Across the entries, how many lines have the string "specified" in them? Reply with only a number.

______________________________

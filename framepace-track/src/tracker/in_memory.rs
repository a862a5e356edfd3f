// Copyright (c) 2020 Graphcore Ltd. All rights reserved.

use std::cell::RefCell;
use std::collections::HashMap;
use std::fmt;

use crate::Id;
use crate::tracker::{EntityManager, Track};

/// A [`Track`] event.
#[derive(Debug, Clone)]
pub struct EventCommon {
    /// The [`Id`] of the event originator.
    pub id: Id,

    /// Any event-specific state.
    pub event: Event,
}

/// The event-specific part of a recorded [`Track`] call.
#[derive(Debug, Clone, PartialEq)]
pub enum Event {
    /// An object was created.
    Create {
        /// Name given at creation.
        name: String,
    },
    /// An object was destroyed.
    Destroy,
    /// A log message was emitted.
    Log {
        /// Level of the message.
        level: log::Level,
        /// Formatted message.
        text: String,
    },
    /// An object entered the originator.
    Enter {
        /// Object that entered.
        entered: Id,
    },
    /// An object left the originator.
    Exit {
        /// Object that left.
        exited: Id,
    },
    /// The originator reported a new value.
    Value(f64),
}

struct TrackedState {
    events: Vec<EventCommon>,
    name_to_id: HashMap<String, Id>,
}

impl TrackedState {
    fn new() -> Self {
        Self {
            events: Vec::with_capacity(INITIAL_CAPACITY),
            name_to_id: HashMap::new(),
        }
    }

    fn count_matching(&self, id: Id, pred: impl Fn(&Event) -> bool) -> usize {
        self.events
            .iter()
            .filter(|e| e.id == id)
            .filter(|e| pred(&e.event))
            .count()
    }
}

/// A tracker that keeps every event in memory so that tests can query it.
pub struct InMemoryTracker {
    entity_manager: EntityManager,
    state: RefCell<TrackedState>,
}

const INITIAL_CAPACITY: usize = 1024;

impl InMemoryTracker {
    /// Create a new [`InMemoryTracker`] with an [`EntityManager`].
    #[must_use]
    pub fn new(entity_manager: EntityManager) -> Self {
        Self {
            entity_manager,
            state: RefCell::new(TrackedState::new()),
        }
    }

    fn add_event(&self, id: Id, event: Event) {
        self.state
            .borrow_mut()
            .events
            .push(EventCommon { id, event });
    }

    /// Get the [`Id`] for the specified simulation entity (by full name).
    pub fn id_for_name(&self, name: &str) -> Option<Id> {
        self.state.borrow().name_to_id.get(name).copied()
    }

    /// Return the number of objects that entered the entity specified by `id`.
    pub fn count_enter(&self, id: Id) -> usize {
        self.state
            .borrow()
            .count_matching(id, |e| matches!(e, Event::Enter { .. }))
    }

    /// Return the number of objects that exited the entity specified by `id`.
    pub fn count_exit(&self, id: Id) -> usize {
        self.state
            .borrow()
            .count_matching(id, |e| matches!(e, Event::Exit { .. }))
    }

    /// Return all values reported by the entity specified by `id`, in order.
    pub fn values(&self, id: Id) -> Vec<f64> {
        self.state
            .borrow()
            .events
            .iter()
            .filter(|e| e.id == id)
            .filter_map(|e| match e.event {
                Event::Value(v) => Some(v),
                _ => None,
            })
            .collect()
    }

    /// Return all log messages emitted by `id` at exactly `level`.
    pub fn logs(&self, id: Id, level: log::Level) -> Vec<String> {
        self.state
            .borrow()
            .events
            .iter()
            .filter(|e| e.id == id)
            .filter_map(|e| match &e.event {
                Event::Log { level: l, text } if *l == level => Some(text.clone()),
                _ => None,
            })
            .collect()
    }

    /// Return a copy of every recorded event.
    pub fn events(&self) -> Vec<EventCommon> {
        self.state.borrow().events.clone()
    }
}

/// Implementation each [`Track`] event
impl Track for InMemoryTracker {
    fn unique_id(&self) -> Id {
        self.entity_manager.unique_id()
    }

    fn is_entity_enabled(&self, id: Id, level: log::Level) -> bool {
        self.entity_manager.is_log_enabled_at_level(id, level)
    }

    fn add_entity(&self, id: Id, entity_name: &str) {
        self.entity_manager.add_entity(id, entity_name);
        self.state
            .borrow_mut()
            .name_to_id
            .insert(entity_name.to_owned(), id);
    }

    fn enter(&self, id: Id, object: Id) {
        self.add_event(id, Event::Enter { entered: object });
    }

    fn exit(&self, id: Id, object: Id) {
        self.add_event(id, Event::Exit { exited: object });
    }

    fn value(&self, id: Id, value: f64) {
        self.add_event(id, Event::Value(value));
    }

    fn create(&self, _created_by: Id, id: Id, name: &str) {
        self.add_event(
            id,
            Event::Create {
                name: name.to_owned(),
            },
        );
    }

    fn destroy(&self, _destroyed_by: Id, id: Id) {
        self.add_event(id, Event::Destroy);
    }

    fn log(&self, id: Id, level: log::Level, msg: fmt::Arguments) {
        self.add_event(
            id,
            Event::Log {
                level,
                text: format!("{msg}"),
            },
        );
    }

    fn shutdown(&self) {
        // Do nothing
    }
}
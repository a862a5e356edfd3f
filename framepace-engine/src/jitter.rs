// Copyright (c) 2023 Graphcore Ltd. All rights reserved.

//! Bounded random perturbation of job durations.
//!
//! A draw `r` in `[0.0001, 1)` is mapped piecewise-linearly onto
//! `[min, max]` so that `1.0` sits at `r = a`:
//!
//! ```text
//! min = 1 - 0.9 * amount
//! max = 1 + amount * (ceiling - 1)
//! A = 1 - min, B = ceiling - 1, a = B / (A + B)
//!
//! r <= a : min + (1 - min) * r / a
//! r >  a : 1 + (max - 1) * (r - a) / (1 - a)
//! ```

use rand::rngs::StdRng;
use rand::{Rng, SeedableRng};

/// Smallest multiplier reachable with `amount == 1`.
const MIN_FACTOR: f64 = 0.1;

/// Lower bound of each random draw.
const MIN_DRAW: f64 = 0.0001;

pub struct Jitter {
    amount: f64,
    ceiling: f64,
    rng: StdRng,
}

impl Jitter {
    #[must_use]
    pub fn new(amount: f64, ceiling: f64, seed: u64) -> Self {
        Self {
            amount,
            ceiling,
            rng: StdRng::seed_from_u64(seed),
        }
    }

    /// Smallest multiplier that can be generated.
    #[must_use]
    pub fn min(&self) -> f64 {
        1.0 - (1.0 - MIN_FACTOR) * self.amount
    }

    /// Largest multiplier that can be generated.
    #[must_use]
    pub fn max(&self) -> f64 {
        1.0 + self.amount * (self.ceiling - 1.0)
    }

    /// Draw the next duration multiplier.
    pub fn generate(&mut self) -> f64 {
        let r: f64 = self.rng.gen_range(MIN_DRAW..1.0);

        let min = self.min();
        let max = self.max();
        let below = 1.0 - min;
        let above = self.ceiling - 1.0;
        if below + above <= 0.0 {
            return 1.0;
        }

        let a = above / (below + above);
        if r <= a {
            min + (1.0 - min) * r / a
        } else {
            1.0 + (max - 1.0) * (r - a) / (1.0 - a)
        }
    }
}

#[cfg(test)]
mod tests {
    use approx::assert_relative_eq;

    use super::*;

    #[test]
    fn no_jitter_is_exactly_one() {
        let mut jitter = Jitter::new(0.0, 2.0, 7);
        for _ in 0..100 {
            assert_eq!(jitter.generate(), 1.0);
        }
    }

    #[test]
    fn degenerate_bounds_are_one() {
        let mut jitter = Jitter::new(0.0, 1.0, 7);
        assert_eq!(jitter.generate(), 1.0);
    }

    #[test]
    fn draws_stay_within_bounds() {
        let mut jitter = Jitter::new(0.5, 3.0, 1234);
        assert_relative_eq!(jitter.min(), 0.55);
        assert_relative_eq!(jitter.max(), 2.0);
        let (min, max) = (jitter.min() - 1e-9, jitter.max() + 1e-9);
        let mut below_one = 0;
        for _ in 0..1000 {
            let v = jitter.generate();
            assert!((min..=max).contains(&v), "{v} out of range");
            if v < 1.0 {
                below_one += 1;
            }
        }
        // a = B / (A + B) = 2 / 2.45 of the draws land below 1
        assert!(below_one > 700 && below_one < 900, "{below_one}");
    }

    #[test]
    fn same_seed_same_sequence() {
        let mut a = Jitter::new(1.0, 2.0, 99);
        let mut b = Jitter::new(1.0, 2.0, 99);
        for _ in 0..50 {
            assert_eq!(a.generate().to_bits(), b.generate().to_bits());
        }
    }
}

______________________________

### [Reply]
4